Wednesday, December 18, 2013
My good friends, we are monitoring how the appraisal of Ministers of State is being done. We have already agreed that the exercise is a novelty in Ghanaian politics and welcomed it for all that it seeks to do: to confirm to the appointees that they are in office because they are trusted to help improve governance and that they are not tin-gods that will not account for their stewardship.
They were told at the time they were being inducted into office that such a review exercise would be done for them to prove their mettle and for the appointing authority to determine (based on the outcome of the review process) whether they are fit to remain in office as Ministers or be shown the exit. The appointees themselves knew about it and are ready to be put on the spot. Fair enough.
Now, here is the catch: The President's Office says that it will release for public consumption the outcome of the exercise. Simply put, the government wants the exercise to be as transparent as possible to prove that it has nothing to hide as far as its administration of the affairs of state is concerned.
In yesterday's post, I said the decision to disclose the review findings was a step in the right direction, at least, inasmuch as it will confirm that the government doesn't fear "transparency" or that disclosing the outcome will prove to Ghanaians that the exercise is not a smokescreen or a diversionary measure to deflect public interest in current goings-on regarding the controversy surrounding the sale of the Merchant Bank or any other issue that has pushed the government to the wall.
Now, we have delved more deeply into the matter and have a few issues to raise: Is it really necessary to disclose the outcome of the appraisal exercise to give political opponents the ammunition with which to shoot the government down, especially in case some Ministers (who are at the same time MPs) fail the test?
The rub is that anything adverse against such appointees will reflect on their political standing in their constituencies. Can any such person stand tall in his/her constituency for re-election at Election 2016, having been exposed as incompetent (through the appraisal exercise)?

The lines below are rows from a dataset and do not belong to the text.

// SPDX-License-Identifier: LGPL-3.0-only
//! Resolved behaviour switches for the export and import engines.
//!
//! The engines never read configuration files themselves. A
//! [`SettingsRegistry`](crate::settings::SettingsRegistry) resolves the
//! merged configuration into these plain values, and the engines take them at
//! construction time.

use std::time::Duration;

/// Default debounce window for full layout updates.
pub const DEFAULT_COALESCE_DELAY: Duration = Duration::from_millis(350);
/// Default delay before a newly discovered submenu is preloaded.
pub const DEFAULT_PRELOAD_DELAY: Duration = Duration::from_millis(300);
/// Default prefix of exported action names.
pub const DEFAULT_ACTION_NAMESPACE: &str = "unity";

/// Behaviour of the import engine.
#[derive(Debug, Clone, PartialEq, Eq)]
pub struct ImportPolicy {
    /// Drop disabled, unlabeled nodes carrying `hidden-when` during reconciliation.
    ///
    /// Some remote applications publish such placeholders for menus they fill
    /// in lazily.
    pub filter_placeholder_stubs: bool,
    /// Mark freshly created nodes enabled and toggled until the first property
    /// refresh arrives.
    pub provisional_enable: bool,
    /// How long to wait before preloading a newly discovered submenu.
    pub preload_delay: Duration,
    /// Debounce window for full layout updates.
    pub coalesce_delay: Duration,
}

impl Default for ImportPolicy {
    fn default() -> Self {
        Self {
            filter_placeholder_stubs: true,
            provisional_enable: true,
            preload_delay: DEFAULT_PRELOAD_DELAY,
            coalesce_delay: DEFAULT_COALESCE_DELAY,
        }
    }
}

/// Behaviour of the export engine.
#[derive(Debug, Clone, PartialEq, Eq)]
pub struct ExportPolicy {
    /// Initial mnemonic mode of new shells.
    pub mnemonics: bool,
    /// Prefix of the `action` attribute, without the trailing dot.
    pub action_namespace: String,
}

impl Default for ExportPolicy {
    fn default() -> Self {
        Self {
            mnemonics: true,
            action_namespace: DEFAULT_ACTION_NAMESPACE.to_string(),
        }
    }
}

impl ExportPolicy {
    /// The full action name exported for `name`.
    pub fn qualify(&self, name: &str) -> String {
        if self.action_namespace.is_empty() {
            name.to_string()
        } else {
            format!("{}.{}", self.action_namespace, name)
        }
    }
}

#[cfg(test)]
mod tests {
    use super::*;

    #[test]
    fn test_qualify_with_namespace() {
        let policy = ExportPolicy::default();
        assert_eq!(policy.qualify("File"), "unity.File");

        let bare = ExportPolicy {
            action_namespace: String::new(),
            ..ExportPolicy::default()
        };
        assert_eq!(bare.qualify("File"), "File");
    }
}
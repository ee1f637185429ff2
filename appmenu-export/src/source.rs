// SPDX-License-Identifier: LGPL-3.0-only
//! The live widget tree an [`Exporter`](crate::Exporter) projects.

use appmenu_core::Icon;

/// Handle of one menu item widget in a [`MenuSource`].
#[derive(Debug, Clone, Copy, PartialEq, Eq, Hash, PartialOrd, Ord)]
pub struct WidgetId(pub u32);

/// Handle of one menu container (a menu bar or a submenu) in a [`MenuSource`].
#[derive(Debug, Clone, Copy, PartialEq, Eq, Hash, PartialOrd, Ord)]
pub struct ContainerId(pub u32);

/// Keyboard accelerator of an item.
#[derive(Debug, Clone, PartialEq, Eq)]
pub enum Accel {
    /// Accelerator in toolkit syntax, e.g. `<Control>q`.
    Name(String),
    /// Display text only, e.g. `Ctrl+Q`.
    Text(String),
}

/// Read and write access to a toolkit's menu widgets.
///
/// Every query is answered from the live widgets on each call. Changes are
/// not polled; the host reports them through
/// [`Exporter::handle_item_event`](crate::Exporter::handle_item_event) and
/// [`Exporter::handle_container_insert`](crate::Exporter::handle_container_insert).
pub trait MenuSource {
    /// Items of `container` in display order.
    fn children(&self, container: ContainerId) -> Vec<WidgetId>;

    /// The container currently holding `widget`, `None` once detached.
    fn parent(&self, widget: WidgetId) -> Option<ContainerId>;

    /// Whether the widget is shown. Tearoff items are never visible.
    fn is_visible(&self, widget: WidgetId) -> bool;

    fn is_sensitive(&self, widget: WidgetId) -> bool;

    /// Whether a check or radio item is toggled on.
    fn is_active(&self, widget: WidgetId) -> bool;

    fn is_separator(&self, widget: WidgetId) -> bool;

    /// Whether the widget is a check item. Radio items are check items too.
    fn is_check(&self, widget: WidgetId) -> bool;

    fn is_radio(&self, widget: WidgetId) -> bool;

    /// Whether a check item is drawn with a radio indicator.
    fn draw_as_radio(&self, widget: WidgetId) -> bool;

    /// Raw label text, including mnemonic underscores.
    fn label(&self, widget: WidgetId) -> Option<String>;

    /// Whether underscores in the label mark mnemonics.
    fn use_underline(&self, widget: WidgetId) -> bool;

    fn icon(&self, widget: WidgetId) -> Option<Icon>;

    fn accel(&self, widget: WidgetId) -> Option<Accel>;

    /// The submenu container attached to `widget`.
    fn submenu(&self, widget: WidgetId) -> Option<ContainerId>;

    /// Members of the radio group of `widget`, most recently joined first.
    ///
    /// Empty for non-radio items.
    fn radio_group(&self, widget: WidgetId) -> Vec<WidgetId>;

    /// Activate the item as if the user clicked it.
    ///
    /// Returns whether the active state of `widget` changed as a result.
    fn activate(&mut self, widget: WidgetId) -> bool;

    /// Toggle a check or radio item. Returns whether the state changed.
    fn set_active(&mut self, widget: WidgetId, active: bool) -> bool;

    /// Show or hide a submenu on request of the remote side.
    fn set_submenu_shown(&mut self, container: ContainerId, shown: bool);
}
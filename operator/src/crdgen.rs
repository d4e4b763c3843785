use kube::CustomResourceExt;

use kangal_operator::loadtest::LoadTest;

fn main() {
    print!("{}", serde_yaml::to_string(&LoadTest::crd()).unwrap());
}
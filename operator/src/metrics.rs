//! Instruments recorded by the worker loop.
use std::time::Duration;

use opentelemetry::{
    metrics::{Counter, Histogram, Meter, UpDownCounter},
    KeyValue,
};

/// Meters for the controller's work loop.
///
/// All instruments are recorded in the worker, not the reconciler, so they
/// fire even when a reconcile is aborted.
pub struct MetricsReporter {
    work_queue_depth: UpDownCounter<i64>,
    reconcile_count: Counter<u64>,
    reconcile_latency: Histogram<u64>,
}

impl MetricsReporter {
    /// Register the controller instruments on the meter.
    pub fn new(meter: Meter) -> Self {
        let work_queue_depth = meter
            .i64_up_down_counter("kangal_work_queue_depth")
            .with_description("Depth of the work queue")
            .init();
        let reconcile_count = meter
            .u64_counter("kangal_reconcile_count")
            .with_description("Number of reconcile operations")
            .init();
        let reconcile_latency = meter
            .u64_histogram("kangal_reconcile_latency")
            .with_description("Latency of reconcile operations")
            .with_unit(opentelemetry::metrics::Unit::new("ms"))
            .init();
        Self {
            work_queue_depth,
            reconcile_count,
            reconcile_latency,
        }
    }

    /// Record the work queue depth observed on a get.
    pub fn observe_queue_depth(&self, depth: usize) {
        self.work_queue_depth.add(depth as i64, &[]);
    }

    /// Record one reconcile attempt with its outcome and latency.
    pub fn observe_reconcile(&self, key: &str, success: bool, latency: Duration) {
        let attributes = [
            KeyValue::new("key", key.to_owned()),
            KeyValue::new("success", if success { "true" } else { "false" }),
        ];
        self.reconcile_count.add(1, &attributes);
        self.reconcile_latency
            .record(latency.as_millis() as u64, &attributes);
    }
}
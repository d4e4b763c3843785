use anyhow::Result;
use hyper::{body::to_bytes, Body};
use k8s_openapi::chrono::{DateTime, Utc};
use kube::Client;

use crate::utils::Clock;

pub type ApiServerHandle = tower_test::mock::Handle<http::Request<Body>, http::Response<Body>>;
pub type SendResponse = tower_test::mock::SendResponse<http::Response<Body>>;

/// Create a client backed by a mocked API server handle.
pub fn mock_client() -> (Client, ApiServerHandle) {
    let (mock_service, handle) =
        tower_test::mock::pair::<http::Request<Body>, http::Response<Body>>();
    (Client::new(mock_service, "default"), handle)
}

/// A clock frozen at a fixed instant.
pub struct FixedClock(pub DateTime<Utc>);

impl Clock for FixedClock {
    fn now(&self) -> DateTime<Utc> {
        self.0
    }
}

pub async fn timeout_after_1s(handle: tokio::task::JoinHandle<()>) {
    tokio::time::timeout(std::time::Duration::from_secs(1), handle)
        .await
        .expect("timeout on mock apiserver")
        .expect("stub succeeded")
}

/// A captured mock request, decoded for assertions.
pub struct Request {
    pub method: String,
    pub uri: String,
    pub body: serde_json::Value,
}

impl Request {
    pub async fn from_request(request: http::Request<Body>) -> Result<Self> {
        let method = request.method().to_string();
        let uri = request.uri().to_string();
        let body_bytes = to_bytes(request.into_body()).await?;
        let body = if body_bytes.is_empty() {
            serde_json::Value::Null
        } else {
            serde_json::from_slice(&body_bytes).expect("body should be JSON")
        };
        Ok(Self { method, uri, body })
    }
}

/// Wait for the next request sent to the mock API server.
pub async fn next_request(handle: &mut ApiServerHandle) -> (Request, SendResponse) {
    let (request, send) = handle.next_request().await.expect("service not called");
    let request = Request::from_request(request)
        .await
        .expect("request should decode");
    (request, send)
}

/// Respond with a JSON body.
pub fn respond_json(send: SendResponse, body: serde_json::Value) {
    send.send_response(
        http::Response::builder()
            .body(Body::from(serde_json::to_vec(&body).unwrap()))
            .unwrap(),
    );
}

/// Respond with a Kubernetes Status error.
pub fn respond_error(send: SendResponse, code: u16, reason: &str) {
    let status = serde_json::json!({
        "kind": "Status",
        "apiVersion": "v1",
        "status": "Failure",
        "message": format!("{reason} (mock)"),
        "reason": reason,
        "code": code,
    });
    send.send_response(
        http::Response::builder()
            .status(code)
            .body(Body::from(serde_json::to_vec(&status).unwrap()))
            .unwrap(),
    );
}
//! Reconciliation core for the LoadTest custom resource.
//!
//! Change notifications flow from the watch caches through the event routers
//! into the work queue; worker tasks pull keys and run [`Controller::sync_handler`],
//! which converges cluster state toward the declared test and mirrors the
//! observed state back into the status subresource.
use std::{collections::BTreeMap, future::Future, sync::Arc, time::Duration};

use k8s_openapi::{
    api::{
        batch::v1::Job,
        core::v1::{Namespace, Pod},
    },
    chrono::{DateTime, Utc},
};
use kube::{
    api::{Api, DeleteParams, ListParams, PostParams},
    client::Client,
    core::ObjectMeta,
    runtime::{
        events::{Event as PlatformEvent, EventType, Recorder, Reporter},
        watcher,
    },
    Resource, ResourceExt,
};
use tokio::{
    task::{JoinHandle, JoinSet},
    time::{sleep, timeout_at, Instant},
};
use tracing::{debug, error, info, warn};

use crate::{
    backends::{Backend, BackendError, Registry},
    config::Config,
    informer::{spawn_informer, wait_for_cache_sync, RawEvent, Store, Tombstone},
    labels::{CONTROLLER_LABEL, MANAGED_BY_LABEL_SELECTOR},
    loadtest::{split_work_key, LoadTest, LoadTestPhase},
    metrics::MetricsReporter,
    queue::WorkQueue,
    utils::{Clock, UtcClock},
    CONTROLLER_NAME,
};

/// Delay before restarting a worker task that exited unexpectedly.
const WORKER_RESTART_DELAY: Duration = Duration::from_secs(1);

/// Errors produced by the reconcile function.
#[derive(Debug, thiserror::Error)]
pub enum Error {
    /// Error from the Kubernetes API; retryable.
    #[error("kube error: {source}")]
    Kube {
        /// Underlying client error.
        #[from]
        source: kube::Error,
    },
    /// Application error; retryable.
    #[error("app error: {source}")]
    App {
        /// Underlying error.
        #[from]
        source: anyhow::Error,
    },
    /// The per-reconcile deadline elapsed; retryable.
    #[error("reconcile deadline exceeded")]
    DeadlineExceeded(#[from] tokio::time::error::Elapsed),
    /// Failure that no retry will resolve; the key is dropped from the queue.
    #[error("permanent failure: {0}")]
    Permanent(String),
}
//! LoadTest is the k8s custom resource that declares a single load test.
use chrono::{DateTime, Utc};
use kube::{CustomResource, ResourceExt};
use schemars::JsonSchema;
use serde::{Deserialize, Serialize};

/// Primary CRD describing a load test to run.
///
/// LoadTests are cluster scoped; each one owns a namespace in which its
/// workloads are created.
#[derive(CustomResource, Serialize, Deserialize, Debug, Default, PartialEq, Clone, JsonSchema)]
#[kube(
    group = "kangal.hellofresh.com",
    version = "v1",
    kind = "LoadTest",
    plural = "loadtests",
    status = "LoadTestStatus",
    derive = "Default",
    derive = "PartialEq"
)]
#[serde(rename_all = "camelCase")]
pub struct LoadTestSpec {
    /// Backend that materializes this test, e.g. `ghz`.
    #[serde(rename = "type")]
    pub backend_type: String,
    /// Test definition handed to the backend, format is backend defined.
    pub test_file: String,
    /// Container image override for the master job.
    pub master_config: Option<ImageDetails>,
    /// Free-form labels, logged when the test namespace is created.
    #[serde(default)]
    pub tags: std::collections::BTreeMap<String, String>,
}

/// Container image reference.
#[derive(Serialize, Deserialize, Debug, Default, PartialEq, Clone, JsonSchema)]
#[serde(rename_all = "camelCase")]
pub struct ImageDetails {
    /// Image repository.
    pub image: String,
    /// Image tag.
    pub tag: String,
}

impl ImageDetails {
    /// New image details from repository and tag.
    pub fn new(image: impl Into<String>, tag: impl Into<String>) -> Self {
        Self {
            image: image.into(),
            tag: tag.into(),
        }
    }

    /// Full `image:tag` reference.
    pub fn reference(&self) -> String {
        format!("{}:{}", self.image, self.tag)
    }

    /// True when either half of the reference is missing.
    pub fn is_incomplete(&self) -> bool {
        self.image.is_empty() || self.tag.is_empty()
    }
}

/// Coarse state of a load test.
#[derive(Serialize, Deserialize, Debug, Default, PartialEq, Eq, Clone, Copy, JsonSchema)]
pub enum LoadTestPhase {
    /// Resources are being created.
    #[default]
    Creating,
    /// Workloads exist but have not started running.
    Starting,
    /// The load test is running.
    Running,
    /// The load test ran to completion.
    Finished,
    /// The load test failed.
    Errored,
}

impl std::fmt::Display for LoadTestPhase {
    fn fmt(&self, f: &mut std::fmt::Formatter<'_>) -> std::fmt::Result {
        let s = match self {
            LoadTestPhase::Creating => "Creating",
            LoadTestPhase::Starting => "Starting",
            LoadTestPhase::Running => "Running",
            LoadTestPhase::Finished => "Finished",
            LoadTestPhase::Errored => "Errored",
        };
        f.write_str(s)
    }
}

/// Current status of a load test.
#[derive(Serialize, Deserialize, Debug, Default, PartialEq, Clone, JsonSchema)]
#[serde(rename_all = "camelCase")]
pub struct LoadTestStatus {
    /// Phase of the load test.
    pub phase: LoadTestPhase,
    /// Namespace owned by this load test. Set on first successful reconcile,
    /// stable afterwards.
    pub namespace: Option<String>,
    /// Observed status of the backing job.
    #[serde(default)]
    pub job_status: LoadTestJobStatus,
}

/// The fields of the backing job's status consumed by the controller.
#[derive(Serialize, Deserialize, Debug, Default, PartialEq, Clone, JsonSchema)]
#[serde(rename_all = "camelCase")]
pub struct LoadTestJobStatus {
    /// Number of actively running pods.
    pub active: Option<i32>,
    /// Number of pods which reached phase Succeeded.
    pub succeeded: Option<i32>,
    /// Number of pods which reached phase Failed.
    pub failed: Option<i32>,
    /// Time the job was acknowledged by the job controller.
    pub start_time: Option<DateTime<Utc>>,
    /// Time the job completed.
    pub completion_time: Option<DateTime<Utc>>,
}

impl LoadTest {
    /// Status of the load test, defaulted when not yet set.
    pub fn status_or_default(&self) -> LoadTestStatus {
        self.status.clone().unwrap_or_default()
    }

    /// The work queue key for this load test.
    ///
    /// LoadTests are cluster scoped so the key is the bare name; the helper
    /// exists so namespaced kinds and LoadTests share one key scheme.
    pub fn work_key(&self) -> String {
        work_key(self.namespace().as_deref(), &self.name_any())
    }
}

/// Build a `"<ns>/<name>"` work key, or `"<name>"` for cluster-scoped objects.
pub fn work_key(namespace: Option<&str>, name: &str) -> String {
    match namespace {
        Some(ns) if !ns.is_empty() => format!("{ns}/{name}"),
        _ => name.to_owned(),
    }
}

/// Split a work key into its name part, ignoring any namespace prefix.
pub fn split_work_key(key: &str) -> &str {
    key.rsplit('/').next().unwrap_or(key)
}

#[cfg(test)]
mod tests {
    use super::*;
    use kube::Resource;

    impl LoadTest {
        /// A minimal LoadTest for tests.
        pub fn test(name: &str) -> Self {
            let mut lt = LoadTest::new(
                name,
                LoadTestSpec {
                    backend_type: "ghz".to_owned(),
                    test_file: "{}".to_owned(),
                    ..Default::default()
                },
            );
            lt.meta_mut().uid = Some("1234-5678".to_owned());
            lt
        }

        pub fn with_spec(mut self, spec: LoadTestSpec) -> Self {
            self.spec = spec;
            self
        }

        pub fn with_status(mut self, status: LoadTestStatus) -> Self {
            self.status = Some(status);
            self
        }
    }

    #[test]
    fn work_key_cluster_scoped() {
        assert_eq!(work_key(None, "t1"), "t1");
        assert_eq!(work_key(Some(""), "t1"), "t1");
    }

    #[test]
    fn work_key_namespaced() {
        assert_eq!(work_key(Some("ns"), "t1"), "ns/t1");
    }

    #[test]
    fn split_work_key_ignores_namespace() {
        assert_eq!(split_work_key("ns/t1"), "t1");
        assert_eq!(split_work_key("t1"), "t1");
    }

    #[test]
    fn phase_serializes_pascal_case() {
        let json = serde_json::to_string(&LoadTestPhase::Errored).unwrap();
        assert_eq!(json, r#""Errored""#);
    }

    #[test]
    fn spec_round_trips_type_field() {
        let lt = LoadTest::test("t1");
        let value = serde_json::to_value(&lt.spec).unwrap();
        assert_eq!(value["type"], "ghz");
        assert_eq!(value["testFile"], "{}");
    }
}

How can such a person ever win the support of voters in his/her constituency to boost the NDC's chances of retaining the seat in that constituency? Of course, the citizens want "performing" representatives in government (Parliament inclusive), not non-performing ones. So, how will the public disclosure of the appraisal report feed into public discourse?
Another issue. At the time that these Ministers were appointed, wasn't any diligent work done to check their background (vetting) to establish their capabilities? So, what would have changed all too soon for the President to doubt their ability to deliver the goods? Will any adverse findings and consequent removal of any Minister not reflect negatively on the appointing authority too?
Yet, another issue. Knowing very well that the political opponents are set to use anything---just any straw in sight---to intensify their campaign of calumny and image-destruction against President Mahama and his government (not to mention the NDC), is it politically wise to reveal findings about government functionaries the way the President intends to do? Won't he be playing himself and his government/NDC into the hands of the political opponents, especially the NPP?
The overarching question is: What does the President hope to achieve by opening his own government functionaries up for the kind of public scrutiny that doesn't promise to add anything new to governance, anyway?
On that score, a school of thought feels that instead of publicly announcing the outcome of the appraisal exercise, the President should treat it as an IN-HOUSE affair and limit it to the four walls of his office. He has the constitutional mandate to appoint and remove from office anybody regarded as fit or unfit for his administration.
And he owes no apology or explanation to anybody. After all, the Constitution doesn't enjoin him to justify any action of the sort that he takes, which is why it is being suggested that he shouldn't rush to wash his own government's dirty linen in public.
The question for him to ponder is: What will any publicizing of the appraisal report fetch for him to improve his government's performance? If he can find a really compelling answer to justify any public release of the appraisal report, let him go ahead; otherwise, Mr. President, learn to keep your government's secrets secret and save yourself from the tongue-lashing by your opponents.
However well-intentioned the decision may be, it needs more re-thinking before being implemented. I support the idea of keeping everything IN-HOUSE!!